Set down each entry exactly as it stands, without altering a single character.
───── Information shown ─────
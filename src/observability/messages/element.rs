// Copyright (c) 2025 Steve Wagner (ciroque@live.com)
// SPDX-License-Identifier: MIT

//! Message types for filter element lifecycle and configuration events.
//!
//! This module contains message types for logging events related to:
//! * Element construction
//! * Settings changes and rejected values
//! * Generic invocation failures
//! * Event subscriptions

use std::fmt::{Display, Formatter};

use tracing::Span;

use super::StructuredLog;

/// Element constructed and attached to its pipeline.
///
/// # Log Level
/// `info!` - Important operational event
///
/// # Example
/// ```
/// use plugin_sample::observability::messages::element::ElementCreated;
///
/// let msg = ElementCreated {
///     object_id: "0_MediaPipeline/1_PluginSampleFilter",
///     type_name: "PluginSampleFilter",
///     processor: "opencv_sample",
/// };
///
/// tracing::info!("{}", msg);
/// ```
pub struct ElementCreated<'a> {
    pub object_id: &'a str,
    pub type_name: &'a str,
    pub processor: &'a str,
}

impl Display for ElementCreated<'_> {
    fn fmt(&self, f: &mut Formatter) -> std::fmt::Result {
        write!(
            f,
            "Created {} '{}' with processor '{}'",
            self.type_name, self.object_id, self.processor
        )
    }
}

impl StructuredLog for ElementCreated<'_> {
    fn log(&self) {
        tracing::info!(
            object_id = self.object_id,
            type_name = self.type_name,
            processor = self.processor,
            "{}", self
        );
    }

    fn span(&self, name: &str) -> Span {
        tracing::info_span!(
            "element",
            span_name = name,
            object_id = self.object_id,
            type_name = self.type_name,
        )
    }
}

/// A setting took a new value.
///
/// # Log Level
/// `info!` - Important operational event
///
/// # Example
/// ```
/// use plugin_sample::observability::messages::element::SettingChanged;
///
/// let msg = SettingChanged {
///     object_id: "0_MediaPipeline/1_PluginSampleFilter",
///     setting: "edgeThreshold",
///     old: 125,
///     new: 60,
/// };
///
/// tracing::info!("{}", msg);
/// ```
pub struct SettingChanged<'a> {
    pub object_id: &'a str,
    pub setting: &'a str,
    pub old: i32,
    pub new: i32,
}

impl Display for SettingChanged<'_> {
    fn fmt(&self, f: &mut Formatter) -> std::fmt::Result {
        write!(
            f,
            "Element '{}' {} changed: {} -> {}",
            self.object_id, self.setting, self.old, self.new
        )
    }
}

impl StructuredLog for SettingChanged<'_> {
    fn log(&self) {
        tracing::info!(
            object_id = self.object_id,
            setting = self.setting,
            old = self.old,
            new = self.new,
            "{}", self
        );
    }

    fn span(&self, name: &str) -> Span {
        tracing::info_span!(
            "setting",
            span_name = name,
            object_id = self.object_id,
            setting = self.setting,
        )
    }
}

/// A setter refused a value.
///
/// # Log Level
/// `warn!` - Caller error, state unchanged
pub struct SettingRejected<'a> {
    pub object_id: &'a str,
    pub setting: &'a str,
    pub value: i32,
    pub error: &'a dyn std::error::Error,
}

impl Display for SettingRejected<'_> {
    fn fmt(&self, f: &mut Formatter) -> std::fmt::Result {
        write!(
            f,
            "Element '{}' rejected {}={}: {}",
            self.object_id, self.setting, self.value, self.error
        )
    }
}

impl StructuredLog for SettingRejected<'_> {
    fn log(&self) {
        tracing::warn!(
            object_id = self.object_id,
            setting = self.setting,
            value = self.value,
            error = %self.error,
            "{}", self
        );
    }

    fn span(&self, name: &str) -> Span {
        tracing::warn_span!(
            "setting",
            span_name = name,
            object_id = self.object_id,
            setting = self.setting,
        )
    }
}

/// A generic invocation failed.
///
/// # Log Level
/// `warn!` - Caller error reported back to the remote side
pub struct InvokeFailed<'a> {
    pub object_id: &'a str,
    pub method: &'a str,
    pub error: &'a dyn std::error::Error,
}

impl Display for InvokeFailed<'_> {
    fn fmt(&self, f: &mut Formatter) -> std::fmt::Result {
        write!(
            f,
            "Invocation of '{}' on '{}' failed: {}",
            self.method, self.object_id, self.error
        )
    }
}

impl StructuredLog for InvokeFailed<'_> {
    fn log(&self) {
        tracing::warn!(
            object_id = self.object_id,
            method = self.method,
            error = %self.error,
            "{}", self
        );
    }

    fn span(&self, name: &str) -> Span {
        tracing::warn_span!(
            "invoke",
            span_name = name,
            object_id = self.object_id,
            method = self.method,
        )
    }
}

/// Outcome of a `connect` call.
///
/// # Log Level
/// `debug!` - Subscriptions are routine
pub struct EventConnected<'a> {
    pub object_id: &'a str,
    pub event: &'a str,
    pub accepted: bool,
}

impl Display for EventConnected<'_> {
    fn fmt(&self, f: &mut Formatter) -> std::fmt::Result {
        if self.accepted {
            write!(f, "Subscribed to '{}' on '{}'", self.event, self.object_id)
        } else {
            write!(
                f,
                "Refused subscription to unsupported event '{}' on '{}'",
                self.event, self.object_id
            )
        }
    }
}

impl StructuredLog for EventConnected<'_> {
    fn log(&self) {
        tracing::debug!(
            object_id = self.object_id,
            event = self.event,
            accepted = self.accepted,
            "{}", self
        );
    }

    fn span(&self, name: &str) -> Span {
        tracing::debug_span!(
            "connect",
            span_name = name,
            object_id = self.object_id,
            event = self.event,
        )
    }
}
─────
Exercise solution:
filename src/observability/messages/element.rs
// Copyright (c) 2025 Steve Wagner (ciroque@live.com)
// SPDX-License-Identifier: MIT

//! Message types for filter element lifecycle and configuration events.
//!
//! This module contains message types for logging events related to:
//! * Element construction
//! * Settings changes and rejected values
//! * Generic invocation failures
//! * Event subscriptions

use std::fmt::{Display, Formatter};

use tracing::Span;

use super::StructuredLog;

/// Element constructed and attached to its pipeline.
///
/// # Log Level
/// `info!` - Important operational event
///
/// # Example
/// ```
/// use plugin_sample::observability::messages::element::ElementCreated;
///
/// let msg = ElementCreated {
///     object_id: "0_MediaPipeline/1_PluginSampleFilter",
///     type_name: "PluginSampleFilter",
///     processor: "opencv_sample",
/// };
///
/// tracing::info!("{}", msg);
/// ```
pub struct ElementCreated<'a> {
    pub object_id: &'a str,
    pub type_name: &'a str,
    pub processor: &'a str,
}

impl Display for ElementCreated<'_> {
    fn fmt(&self, f: &mut Formatter) -> std::fmt::Result {
        write!(
            f,
            "Created {} '{}' with processor '{}'",
            self.type_name, self.object_id, self.processor
        )
    }
}

impl StructuredLog for ElementCreated<'_> {
    fn log(&self) {
        tracing::info!(
            object_id = self.object_id,
            type_name = self.type_name,
            processor = self.processor,
            "{}", self
        );
    }

    fn span(&self, name: &str) -> Span {
        tracing::info_span!(
            "element",
            span_name = name,
            object_id = self.object_id,
            type_name = self.type_name,
        )
    }
}

/// A setting took a new value.
///
/// # Log Level
/// `info!` - Important operational event
///
/// # Example
/// ```
/// use plugin_sample::observability::messages::element::SettingChanged;
///
/// let msg = SettingChanged {
///     object_id: "0_MediaPipeline/1_PluginSampleFilter",
///     setting: "edgeThreshold",
///     old: 125,
///     new: 60,
/// };
///
/// tracing::info!("{}", msg);
/// ```
pub struct SettingChanged<'a> {
    pub object_id: &'a str,
    pub setting: &'a str,
    pub old: i32,
    pub new: i32,
}

impl Display for SettingChanged<'_> {
    fn fmt(&self, f: &mut Formatter) -> std::fmt::Result {
        write!(
            f,
            "Element '{}' {} changed: {} -> {}",
            self.object_id, self.setting, self.old, self.new
        )
    }
}

impl StructuredLog for SettingChanged<'_> {
    fn log(&self) {
        tracing::info!(
            object_id = self.object_id,
            setting = self.setting,
            old = self.old,
            new = self.new,
            "{}", self
        );
    }

    fn span(&self, name: &str) -> Span {
        tracing::info_span!(
            "setting",
            span_name = name,
            object_id = self.object_id,
            setting = self.setting,
        )
    }
}

/// A setter refused a value.
///
/// # Log Level
/// `warn!` - Caller error, state unchanged
pub struct SettingRejected<'a> {
    pub object_id: &'a str,
    pub setting: &'a str,
    pub value: i32,
    pub error: &'a dyn std::error::Error,
}

impl Display for SettingRejected<'_> {
    fn fmt(&self, f: &mut Formatter) -> std::fmt::Result {
        write!(
            f,
            "Element '{}' rejected {}={}: {}",
            self.object_id, self.setting, self.value, self.error
        )
    }
}

impl StructuredLog for SettingRejected<'_> {
    fn log(&self) {
        tracing::warn!(
            object_id = self.object_id,
            setting = self.setting,
            value = self.value,
            error = %self.error,
            "{}", self
        );
    }

    fn span(&self, name: &str) -> Span {
        tracing::warn_span!(
            "setting",
            span_name = name,
            object_id = self.object_id,
            setting = self.setting,
        )
    }
}

/// A generic invocation failed.
///
/// # Log Level
/// `warn!` - Caller error reported back to the remote side
pub struct InvokeFailed<'a> {
    pub object_id: &'a str,
    pub method: &'a str,
    pub error: &'a dyn std::error::Error,
}

impl Display for InvokeFailed<'_> {
    fn fmt(&self, f: &mut Formatter) -> std::fmt::Result {
        write!(
            f,
            "Invocation of '{}' on '{}' failed: {}",
            self.method, self.object_id, self.error
        )
    }
}

impl StructuredLog for InvokeFailed<'_> {
    fn log(&self) {
        tracing::warn!(
            object_id = self.object_id,
            method = self.method,
            error = %self.error,
            "{}", self
        );
    }

    fn span(&self, name: &str) -> Span {
        tracing::warn_span!(
            "invoke",
            span_name = name,
            object_id = self.object_id,
            method = self.method,
        )
    }
}

/// Outcome of a `connect` call.
///
/// # Log Level
/// `debug!` - Subscriptions are routine
pub struct EventConnected<'a> {
    pub object_id: &'a str,
    pub event: &'a str,
    pub accepted: bool,
}

impl Display for EventConnected<'_> {
    fn fmt(&self, f: &mut Formatter) -> std::fmt::Result {
        if self.accepted {
            write!(f, "Subscribed to '{}' on '{}'", self.event, self.object_id)
        } else {
            write!(
                f,
                "Refused subscription to unsupported event '{}' on '{}'",
                self.event, self.object_id
            )
        }
    }
}

impl StructuredLog for EventConnected<'_> {
    fn log(&self) {
        tracing::debug!(
            object_id = self.object_id,
            event = self.event,
            accepted = self.accepted,
            "{}", self
        );
    }

    fn span(&self, name: &str) -> Span {
        tracing::debug_span!(
            "connect",
            span_name = name,
            object_id = self.object_id,
            event = self.event,
        )
    }
}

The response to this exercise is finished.